Less than one second later, during a point at which the location of Sterling’s right hand was not visible to the cameras, Officer Salamoni again yelled that Sterling was “going for the gun!”  Officer Salamoni then fired three shots into Sterling’s chest.

After the first three shots were fired, Officer Salamoni rolled onto on his back, facing Sterling’s back, with his weapon still drawn.  Officer Lake stood behind both of them with his weapon drawn and pointed at Sterling.  Sterling began to sit up and roll to his left, with his back to the officers.  Sterling brought his right arm across his body toward the ground, and Officer Lake yelled at Sterling to “get on the ground.”
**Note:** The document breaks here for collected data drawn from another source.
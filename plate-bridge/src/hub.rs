/**
 * HUB DE DIFFUSION - Push des snapshots vers les viewers connectés
 *
 * RÔLE : Tient l'ensemble des sessions WebSocket ouvertes et leur pousse
 * le snapshot complet du registre à chaque événement (status ou sweep).
 *
 * FONCTIONNEMENT : Chaque session possède un channel mpsc non borné drainé
 * par sa task socket. Le broadcast sérialise une fois puis pousse partout,
 * best-effort : pas d'ack, pas de garantie de livraison.
 */

use crate::models::DeviceUpdate;
use crate::state::{new_state, Shared};
use axum::extract::ws::Message;
use std::collections::HashMap;
use tokio::sync::mpsc::UnboundedSender;
use uuid::Uuid;

pub type SessionSender = UnboundedSender<Message>;

#[derive(Clone)]
pub struct BroadcastHub {
    sessions: Shared<HashMap<Uuid, SessionSender>>,
}

impl BroadcastHub {
    pub fn new() -> Self {
        Self { sessions: new_state(HashMap::new()) }
    }

    /// Enregistre une nouvelle session après lui avoir envoyé exactement
    /// un snapshot initial (pas de replay d'historique).
    pub fn on_connect(&self, tx: SessionSender, snapshot: &DeviceUpdate) -> Uuid {
        let session_id = Uuid::new_v4();
        if let Ok(payload) = serde_json::to_string(snapshot) {
            let _ = tx.send(Message::Text(payload.into()));
        }
        let mut sessions = self.sessions.lock();
        sessions.insert(session_id, tx);
        println!("[hub] viewer connected ({} active)", sessions.len());
        session_id
    }

    pub fn on_disconnect(&self, session_id: &Uuid) {
        let mut sessions = self.sessions.lock();
        if sessions.remove(session_id).is_some() {
            println!("[hub] viewer disconnected ({} active)", sessions.len());
        }
    }

    /// Sérialise une fois, pousse vers toutes les sessions ouvertes.
    /// Une session fermée côté socket est ignorée silencieusement :
    /// son retrait passe par on_disconnect quand sa task se termine.
    pub fn broadcast(&self, update: &DeviceUpdate) {
        let payload = match serde_json::to_string(update) {
            Ok(payload) => payload,
            Err(e) => {
                eprintln!("[hub] failed to serialize update: {e}");
                return;
            }
        };
        for tx in self.sessions.lock().values() {
            let _ = tx.send(Message::Text(payload.clone().into()));
        }
    }

    pub fn session_count(&self) -> usize {
        self.sessions.lock().len()
    }
}

#[cfg(test)]
mod tests {
    use super::*;
    use crate::models::device_update;
    use tokio::sync::mpsc;

    fn recv_json(rx: &mut mpsc::UnboundedReceiver<Message>) -> serde_json::Value {
        match rx.try_recv().expect("message attendu") {
            Message::Text(txt) => serde_json::from_str(&txt).unwrap(),
            other => panic!("frame inattendue: {other:?}"),
        }
    }

    #[tokio::test]
    async fn test_connect_sends_exactly_one_snapshot() {
        let hub = BroadcastHub::new();
        let (tx, mut rx) = mpsc::unbounded_channel();

        hub.on_connect(tx, &device_update(Vec::new()));

        let json = recv_json(&mut rx);
        assert_eq!(json["type"], "device_update");
        assert!(rx.try_recv().is_err()); // rien d'autre
        assert_eq!(hub.session_count(), 1);
    }

    #[tokio::test]
    async fn test_broadcast_reaches_all_open_sessions() {
        let hub = BroadcastHub::new();
        let (tx1, mut rx1) = mpsc::unbounded_channel();
        let (tx2, mut rx2) = mpsc::unbounded_channel();
        hub.on_connect(tx1, &device_update(Vec::new()));
        hub.on_connect(tx2, &device_update(Vec::new()));
        recv_json(&mut rx1);
        recv_json(&mut rx2);

        hub.broadcast(&device_update(Vec::new()));
        assert_eq!(recv_json(&mut rx1)["type"], "device_update");
        assert_eq!(recv_json(&mut rx2)["type"], "device_update");
    }

    #[tokio::test]
    async fn test_closed_session_skipped_silently() {
        let hub = BroadcastHub::new();
        let (tx1, rx1) = mpsc::unbounded_channel();
        let (tx2, mut rx2) = mpsc::unbounded_channel();
        hub.on_connect(tx1, &device_update(Vec::new()));
        hub.on_connect(tx2, &device_update(Vec::new()));
        drop(rx1); // session morte côté socket
        recv_json(&mut rx2);

        hub.broadcast(&device_update(Vec::new()));
        assert_eq!(recv_json(&mut rx2)["type"], "device_update");
        // la session morte reste comptée jusqu'à on_disconnect
        assert_eq!(hub.session_count(), 2);
    }

    #[tokio::test]
    async fn test_disconnect_removes_session() {
        let hub = BroadcastHub::new();
        let (tx, _rx) = mpsc::unbounded_channel();
        let session_id = hub.on_connect(tx, &device_update(Vec::new()));

        hub.on_disconnect(&session_id);
        assert_eq!(hub.session_count(), 0);
        hub.on_disconnect(&session_id); // idempotent
    }
}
As Sterling continued to move, Officer Salamoni fired three more rounds into Sterling’s back.  Within a few seconds, Officer Lake reached into Sterling’s right pocket and pulled out a .38 caliber revolver.

Investigators later confirmed that Sterling’s gun was loaded with six bullets at the time of this exchange.

Following the shooting, Officers Salamoni and Lake each provided a detailed statement offering his version of how and why this shooting happened.

According to the officers, Sterling was large and very strong, and from the very beginning resisted their commands.  The officers reported that they responded with multiple different compliance techniques and that Sterling resisted the entire time.

Both officers reported that when they were on the ground, they saw Sterling’s right hand in his pocket, with his hand on a gun.  Officer Salamoni reported that he saw the gun coming out and attempted to grab it, but Sterling jerked away and attempted to grab the gun again.

Officer Salamoni then saw “silver” and knew that he had seen a gun, so he began firing.  Both officers reported that after the first three shots, they believed that Sterling was attempting to reach into his right pocket again, so Officer Salamoni fired three more times into Sterling’s back.

After extensive investigation into this tragic event, career Justice Department prosecutors have concluded that the evidence is insufficient to prove beyond a reasonable doubt that Officers Salamoni and Lake willfully violated Sterling’s civil rights.

Given the totality of the circumstances – that the officers had been fighting with Sterling and had attempted less-than-lethal methods of control; that they knew Sterling had a weapon; that Sterling had reportedly brandished a gun at another person; and that Sterling was much larger and stronger than either officer – the Department cannot prove either that the shots were unconstitutional or that they were willful.

Moreover, two different, independent experts opined that this shooting was not unreasonable given the circumstances.  With respect to the first series of shots, the experts assessed that it was not unreasonable for Officer Salamoni to use lethal force, in light of all of the circumstances referenced above.

With respect to the second series of shots, both experts emphasized that officers are trained to eliminate a threat, and that Sterling appeared to pose a threat because he was still moving and his right hand was not visible to Officer Salamoni.

Accordingly, the federal investigation into this incident has been closed without prosecution.  Federal officials intend to provide the investigative file to the Louisiana Attorney General’s Office, which intends to conduct its own investigation into whether the conduct at issue in this investigation violated state law.